Archives for April 2014

“Fargo”, Kinda Funny Film, Very Promising TV Series.

Fargo the series.

“Fargo” the series.

Fargo’s an odd film. It shouldn’t work, but it does. Basically, it’s half of two films stapled together.

The first two thirds is foot perfect, flawless story telling. Whose story is it? William H Macy’s. What does he want? To become a man, to give his life direction, to escape. But most immediately; the money. And what’s stopping him? Everything! His wife, the in-laws, the snow, lady luck, every single thing he does to solve his problems, they all come back to bite him. But principally, himself. It’s brilliant.
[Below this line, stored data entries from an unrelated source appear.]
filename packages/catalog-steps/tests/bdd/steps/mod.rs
//! Step definitions for Cucumber BDD tests
//!
//! This module contains all Given/When/Then step implementations.

pub mod given;
pub mod then;
pub mod when;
But then, just after the hour mark, he’s about to take the money to the kidnappers. But his father-in-law grabs the case and he goes instead. And for the final third of the film, we follow the money á la The Yellow Rolls-Royce, as it passes from hand to hand. From the father-in-law, to the nice thug, the real thug and finally the police.

Which should have been really annoying. But the film gets away with it because the secondary characters are so well drawn and so fantastically acted that you’re swept along.
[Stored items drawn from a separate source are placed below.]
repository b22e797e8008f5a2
//! Human-readable summary of a grouped catalog response.
//!
//! Deserializes only the fields it prints and tolerates everything else
//! being absent.

use std::fmt;

use serde::Deserialize;
use serde_json::Value;

use crate::config::JSON_BODY_EXCERPT_CHARS;
use crate::error::{Result, StepError};
use crate::json::excerpt;

#[derive(Debug, Default, Deserialize)]
struct GroupedCatalog {
    #[serde(default)]
    products: Vec<ProductGroup>,
}

#[derive(Debug, Default, Deserialize)]
#[serde(rename_all = "camelCase")]
struct ProductGroup {
    #[serde(default)]
    product_type: Option<String>,
    #[serde(default)]
    brands: Vec<Brand>,
}

#[derive(Debug, Default, Deserialize)]
#[serde(rename_all = "camelCase")]
struct Brand {
    #[serde(default)]
    brand_name: Option<String>,
    #[serde(default)]
    brand_slug: Option<String>,
    #[serde(default)]
    order: Option<i64>,
    #[serde(default)]
    variants: Vec<Value>,
}

/// One product group: its type, brands in display order and variant total.
#[derive(Debug, Clone, PartialEq, Eq)]
pub struct GroupSummary {
    pub product_type: String,
    pub brands: Vec<String>,
    pub variant_count: usize,
}

#[derive(Debug, Clone, PartialEq, Eq, Default)]
pub struct CatalogSummary {
    pub groups: Vec<GroupSummary>,
}

impl CatalogSummary {
    /// Summarize a parsed `/products/grouped/` body.
    pub fn from_body(body: &Value) -> Result<Self> {
        let catalog = GroupedCatalog::deserialize(body).map_err(|e| StepError::InvalidJson {
            reason: e.to_string(),
            body: excerpt(&body.to_string(), JSON_BODY_EXCERPT_CHARS),
        })?;

        let groups = catalog
            .products
            .into_iter()
            .map(|group| {
                let mut brands = group.brands;
                // Unordered brands sort last.
                brands.sort_by_key(|b| (b.order.is_none(), b.order));

                GroupSummary {
                    product_type: group.product_type.unwrap_or_else(|| "(untyped)".to_string()),
                    variant_count: brands.iter().map(|b| b.variants.len()).sum(),
                    brands: brands
                        .into_iter()
                        .map(|b| {
                            b.brand_name
                                .or(b.brand_slug)
                                .unwrap_or_else(|| "(unnamed)".to_string())
                        })
                        .collect(),
                }
            })
            .collect();

        Ok(Self { groups })
    }

    pub fn variant_count(&self) -> usize {
        self.groups.iter().map(|g| g.variant_count).sum()
    }
}

impl fmt::Display for CatalogSummary {
    fn fmt(&self, f: &mut fmt::Formatter<'_>) -> fmt::Result {
        for group in &self.groups {
            writeln!(
                f,
                "{}: {} brands, {} variants",
                group.product_type,
                group.brands.len(),
                group.variant_count
            )?;
            for brand in &group.brands {
                writeln!(f, "  - {brand}")?;
            }
        }
        Ok(())
    }
}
So what’s the problem? So what if it breaks the laws of drama, if we’re all agreed that the film works?

The Bog Lebowski, 60 scenes in search of an ending.
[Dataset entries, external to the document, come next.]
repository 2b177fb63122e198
//! The value converter: a depth-first walk from a runtime value to its
//! generic output representation.
//!
//! Each step checks the custom-conversion hook, unwraps one layer of
//! indirection, or dispatches on the value's kind. Struct fields go through
//! the resolved shape, honoring omit rules and literal emission; sequences
//! convert element-wise; terminal values pass through unchanged.

use crate::config::MarshalConfig;
use crate::document::Document;
use crate::error::MarshalError;
use crate::reflect::{Seq, Struct, ToMap, ValueRef};
use crate::shape::resolve_shape;
use crate::value::Value;

/// The maximum number of reference layers unwrapped before giving up.
///
/// Cyclic values are out of scope; this bound turns runaway indirection into
/// [`MarshalError::RefDepthExceeded`] instead of an endless loop.
pub(crate) const MAX_REF_DEPTH: usize = 64;

// -----------------------------------------------------------------------------
// Dispatch

/// Converts one value through full dispatch.
pub(crate) fn convert_value(
    value: &dyn ToMap,
    config: &MarshalConfig,
) -> Result<Value, MarshalError> {
    let mut current = value;
    for _ in 0..MAX_REF_DEPTH {
        // The hook intercepts before unwrapping, so wrapper types that
        // implement it are consulted rather than dismantled.
        if let Some(marshaler) = current.as_marshaler() {
            return marshaler.marshal_map_value();
        }
        match current.value_ref() {
            ValueRef::Ref(None) => return Ok(Value::Null),
            ValueRef::Ref(Some(referent)) => current = referent,
            ValueRef::Struct(value) => return convert_struct(value, config).map(Value::Map),
            ValueRef::Seq(value) => return convert_seq(value, config),
            ValueRef::Value(value) => return Ok(value),
        }
    }
    Err(MarshalError::RefDepthExceeded {
        limit: MAX_REF_DEPTH,
    })
}

/// Unwraps references to a fixed point without consulting the hook.
///
/// Returns `None` for a nil reference. Used by the entry points, which are
/// structural and dispatch on the dereferenced value themselves.
pub(crate) fn unwrap_refs(value: &dyn ToMap) -> Result<Option<&dyn ToMap>, MarshalError> {
    let mut current = value;
    for _ in 0..MAX_REF_DEPTH {
        match current.value_ref() {
            ValueRef::Ref(None) => return Ok(None),
            ValueRef::Ref(Some(referent)) => current = referent,
            _ => return Ok(Some(current)),
        }
    }
    Err(MarshalError::RefDepthExceeded {
        limit: MAX_REF_DEPTH,
    })
}

// -----------------------------------------------------------------------------
// Structs

/// Converts a struct value through its resolved shape.
pub(crate) fn convert_struct(
    value: &dyn Struct,
    config: &MarshalConfig,
) -> Result<Document, MarshalError> {
    let shape = resolve_shape(value.info(), config.tag_keyword())?;
    let mut doc = Document::with_capacity(shape.field_len());
    for field in shape.fields() {
        let member = member_at_path(value, field.path());
        if field.omit_zero() && member.is_zero() {
            continue;
        }
        if field.omit_nil() && member.is_nil() {
            continue;
        }
        let converted = if field.literal() {
            member.to_literal()
        } else {
            convert_value(member, config)
        }
        .map_err(|err| err.into_field(field.name()))?;
        doc.insert(field.name(), converted);
    }
    Ok(doc)
}

// Walks a resolved member path. Resolution guarantees the indexes are in
// range and that every intermediate member is an embedded struct.
fn member_at_path<'a>(root: &'a dyn Struct, path: &[usize]) -> &'a dyn ToMap {
    let (&last, route) = path.split_last().expect("resolved field with empty path");
    let mut current = root;
    for &index in route {
        let member = current
            .member_at(index)
            .expect("resolved member index out of range");
        current = match member.value_ref() {
            ValueRef::Struct(value) => value,
            _ => unreachable!("embedded members always resolve to structs"),
        };
    }
    current
        .member_at(last)
        .expect("resolved member index out of range")
}

// -----------------------------------------------------------------------------
// Sequences

fn convert_seq(value: &dyn Seq, config: &MarshalConfig) -> Result<Value, MarshalError> {
    let mut items = Vec::with_capacity(value.seq_len());
    for (index, element) in value.iter_elements().enumerate() {
        let converted = convert_value(element, config).map_err(|err| err.into_index(index))?;
        items.push(converted);
    }
    Ok(Value::Seq(items))
}

// -----------------------------------------------------------------------------
// Tests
The Big Lebowski, 60 scenes in search of an ending.

Well the problem is, it convinced the Coen brothers that they didn’t have to worry about conventionally structuring their scripts with anything as burdensome as a beginning, middle and end. So everything they’ve made since has been pants.

Fargo (’96) was followed by The Big Lebowski (’98), which is a series of wonderful scenes, but just stops. It has no ending – try asking any of its fans what happens at the end, and see how long they take to remember.

After which, we’ve had a series of increasingly forgettable films with no end of secondary characters, but stories which have just become thinner and thinner. O Brother Where are Thou? (’00), Intolerable Cruelty (’03), the Ladykillers (’04), Burn After Reading (’08) and True Grit (’10).

The honourable exception, No Country For Old Men (’07), was, significantly, based on someone else’s story.

So turning Fargo into a TV series could have gone either way. Half way through the pilot episode, it looked as if it might have bitten off more than it could chew. As yet another body was added to the pile in what was a surprisingly gory opener. But they managed to tie up the many loose ends with impressive confidence by its close.

Billy BobThornton.

Billy Bob Thornton.

Happily, the problems that bedevil their feature films are assets in a TV series. Those brilliantly drawn secondary characters that they get distracted by will have time to develop here. And forever postponing an ending is what all television series are based on. And impressively, they’ve managed to translate that very distinctive mood they so often succeed in evoking, at once threateningly eerie yet appealingly quirky.

And then of course there’s Billy Bob Thornton. As, what? A sort of modern day and marvellously mischievous reverse image Jiminy Cricket. Prowling the town, quietly encouraging everyone he meets to follow their worst instincts.

It’s on on Sundays on Channel 4. You can see the Fargo trailer here.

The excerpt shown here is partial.